Irina suponía que, probablemente, Tatyana era más feliz después de haberle dado la espalda a la danza, como, probablemente también, mucha gente sería más feliz si dejara de torturarse con la obligación americana de tener un «sueño». Sin embargo, esos perfeccionistas nunca cambian de equipo por completo, y Tatyana había abrazado la vida doméstica con la misma actitud radical con que se había dedicado al ballet. Se pasaba la vida enguatando, enlatando, horneando, tapizando y tejiendo jerséis que nadie necesitaba. Su manera oficiosa de manejar la maternidad olía a esa pretensión de superioridad moral —postura defensiva donde las haya— que caracteriza a las madres que hoy se dedican a sus labores. Era agobiante, exigente y sobreprotectora, pues si los hijos iban a redimir su existencia, no lo harían sin que ella se cobrase venganza.
La fiesta de hoy estaba condenada a ser un clásico: su hermana se encargaría de todo. Tatyana llegaría, sin ninguna duda, cargada de una cantidad exagerada de regalos, fuentes de guarniciones, guirnaldas y gorritos bobalicones. Habría sido muchísimo más práctico que todos hubieran ido a comer a su casa en lugar de hacerla traer aquí toda la comida, pero últimamente se había gestado un sentimentalismo empalagoso en la cuestión de celebrar «Navidad en casa», que, por extraño que pueda parecer, no encajaba nada con una educación a base de severos interrogatorios por un vaso sin fregar ni con la desaparición, plato a plato, de la vajilla color cobalto que era lo único que iba a dejarles Raisa.
Con toda seguridad, a su hermana ya le habían pasado por teléfono la información pertinente —Raisa y Tatyana hablaban todos los días sin falta—; por eso, cuando apareció en la acera cargada de bolsas, no tardó nada en reaccionar al ver a Ramsey, que estaba fumando un pitillo en la entrada. ¡Qué va! Enseguida le traspasó una pila de fuentes cubiertas con papel de aluminio y paquetes envueltos con la máxima perfección posible y que Ramsey llevó a la cocina en silencio y sin rechistar, si bien en su expresión consternada podía leerse, cada vez más clara, esta pregunta: «¿Cómo he llegado hasta aquí?».

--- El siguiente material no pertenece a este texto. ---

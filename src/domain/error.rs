use std::io;

use thiserror::Error;

/// Library-wide error type for makei operations.
#[derive(Debug, Error)]
pub enum AppError {
    /// Underlying I/O failure.
    #[error(transparent)]
    Io(#[from] io::Error),

    /// Configuration or environment issue.
    #[error("{0}")]
    Configuration(String),

    /// No `iproj.json` found at the project root.
    #[error("Project descriptor not found: {0}")]
    ProjectDescriptorMissing(String),

    /// A field the build cannot be seeded without is absent from `iproj.json`.
    #[error("Project descriptor {path} is missing required field '{field}'")]
    MissingDescriptorField { field: &'static str, path: String },

    /// Parse error.
    #[error("Failed to parse {what}: {details}")]
    ParseError { what: String, details: String },

    /// Source tree traversal or `Rules.mk` read failed.
    #[error("Failed to scan {path}: {details}")]
    Discovery { path: String, details: String },

    /// The make process could not be started.
    #[error("Failed to run '{command}': {details}")]
    MakeSpawn { command: String, details: String },

    /// The build was interrupted while make was running.
    #[error("Build interrupted")]
    Interrupted,

    /// Source file extension has no known object type.
    #[error("Cannot determine target for source file '{0}': unrecognized extension")]
    UnknownSourceType(String),
}

impl AppError {
    pub fn config_error<S: Into<String>>(message: S) -> Self {
        AppError::Configuration(message.into())
    }

    pub(crate) fn parse_error(what: impl Into<String>, err: impl ToString) -> Self {
        AppError::ParseError { what: what.into(), details: err.to_string() }
    }

    /// Provide an `io::ErrorKind`-like view for callers expecting legacy behavior.
    pub fn kind(&self) -> io::ErrorKind {
        match self {
            AppError::Io(err) => err.kind(),
            AppError::Configuration(_)
            | AppError::MissingDescriptorField { .. }
            | AppError::ParseError { .. }
            | AppError::UnknownSourceType(_) => io::ErrorKind::InvalidInput,
            AppError::ProjectDescriptorMissing(_) => io::ErrorKind::NotFound,
            AppError::Discovery { .. } | AppError::MakeSpawn { .. } => io::ErrorKind::Other,
            AppError::Interrupted => io::ErrorKind::Interrupted,
        }
    }
}
//! Rendering of the make variable file consumed by the build engine.

use std::fmt::Write as _;

use crate::domain::dir_config::ResolvedDirConfig;
use crate::domain::objlib::objlib_to_path;
use crate::domain::project::ProjectDescriptor;
use crate::domain::rules::TargetOwnership;

const HEADER: [&str; 2] =
    ["# This file is generated by makei, DO NOT EDIT.", "# Modify .ibmi.json to override values"];

/// Everything the variable file is rendered from.
#[derive(Debug, Clone, Copy)]
pub struct BuildVars<'a> {
    pub project: &'a ProjectDescriptor,
    pub dirs: &'a ResolvedDirConfig,
    pub targets: &'a TargetOwnership,
    pub color: bool,
}

impl BuildVars<'_> {
    /// Render the full file. Identical inputs always render identical bytes.
    pub fn render(&self) -> String {
        let project = self.project;
        let mut out = String::new();

        for line in HEADER {
            out.push_str(line);
            out.push('\n');
        }
        out.push('\n');

        let globals = [
            ("curlib", project.curlib.clone()),
            ("preUsrlibl", project.pre_usrlibl.join(" ")),
            ("postUsrlibl", project.post_usrlibl.join(" ")),
            ("INCDIR", project.include_path.join(" ")),
            ("IBMiEnvCmd", project.ibmi_env_cmds()),
            ("COLOR_TTY", self.color.to_string()),
        ];
        for (name, value) in globals {
            assign(&mut out, name, &value);
        }
        out.push_str("\n\n");

        for (dir, config) in self.dirs.iter() {
            let dir = dir.display();
            assign(&mut out, &format!("TGTCCSID_{dir}"), &config.tgt_ccsid.to_string());
            assign(
                &mut out,
                &format!("OBJPATH_{dir}"),
                &objlib_to_path(&config.objlib, &project.curlib),
            );
        }

        for (name, dir) in self.targets.iter() {
            assign(&mut out, &format!("{name}_d"), &dir.display().to_string());
        }

        out
    }
}

fn assign(out: &mut String, name: &str, value: &str) {
    // Writing into a String cannot fail.
    let _ = writeln!(out, "{name} := {value}");
}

Irina ayudó a guardar las fuentes en la nevera. La impresionó descubrir que su hermana había preparado una auténtica kulebiaka, decorada con hojas de acebo y bayas de masa; esa elaborada empanada de salmón llevaba casi todo el día. Por delicadeza, se guardó para ella su opinión personal, a saber, que un buen filete de salmón, poco hecho y en salsa, requería sólo una fracción de todo ese tiempo y, además, sabía mejor.
—Irina, la noticia me ha dejado muda —susurró Tatyana, amparada detrás de la puerta de la nevera—. Mamá puede estar escandalizada, pero a mí me parece fantástico que por fin te decidieras a dejar a Lawrence. No podía decirlo mientras estabais juntos, claro, pero sinceramente, tu ex me resultaba insufrible. ¡Tan condescendiente! Me trataba con desdén sólo porque no publico nada en el Wall Street Journal y porque hago una carlota rusa asquerosa. ¡Menudo sabelotodo él! Siempre soltando algún rollo incomprensible sobre Afganistán cuando lo cierto es que a nadie le importa.
—Puedo comprender por qué no compartías sus intereses —dijo Irina, con cautela—, pero cuando se embalaba así era porque el tema le entusiasmaba de verdad.
—Chush —dijo Tatyana, desestimando la explicación de su hermana—. Era un fanfarrón. Y un bloque de hielo. Tú eres rusa, necesitas a alguien que tenga alma.
Desde la noche anterior, Irina tenía que vigilar lo que decía, así que se puso a hablar entre dientes.
—No creo que Lawrence fuese…, sea, puesto que no ha muerto, bueno, no creo que sea frío.
(Para ser exactos, Irina dijo: «Ya ne dúmala shto on jolódny»; no quería arriesgarse).
—¡Por favor, Irina! ¡Ya no tienes que defenderlo! Te trataba como a una niña. No hacía más que decirte lo que tenías que hacer, nunca te dejaba terminar una frase. Y no parecía comprender en absoluto lo que significa ser artista.
—Nunca me alentó a que me diese aires, si te refieres a eso.
Aunque para Irina habría sido alentador conseguir apoyos para su brusco cambio de carril, enterarse de la insospechada aversión que Lawrence le provocaba a Tatyana le resultó de lo más hiriente.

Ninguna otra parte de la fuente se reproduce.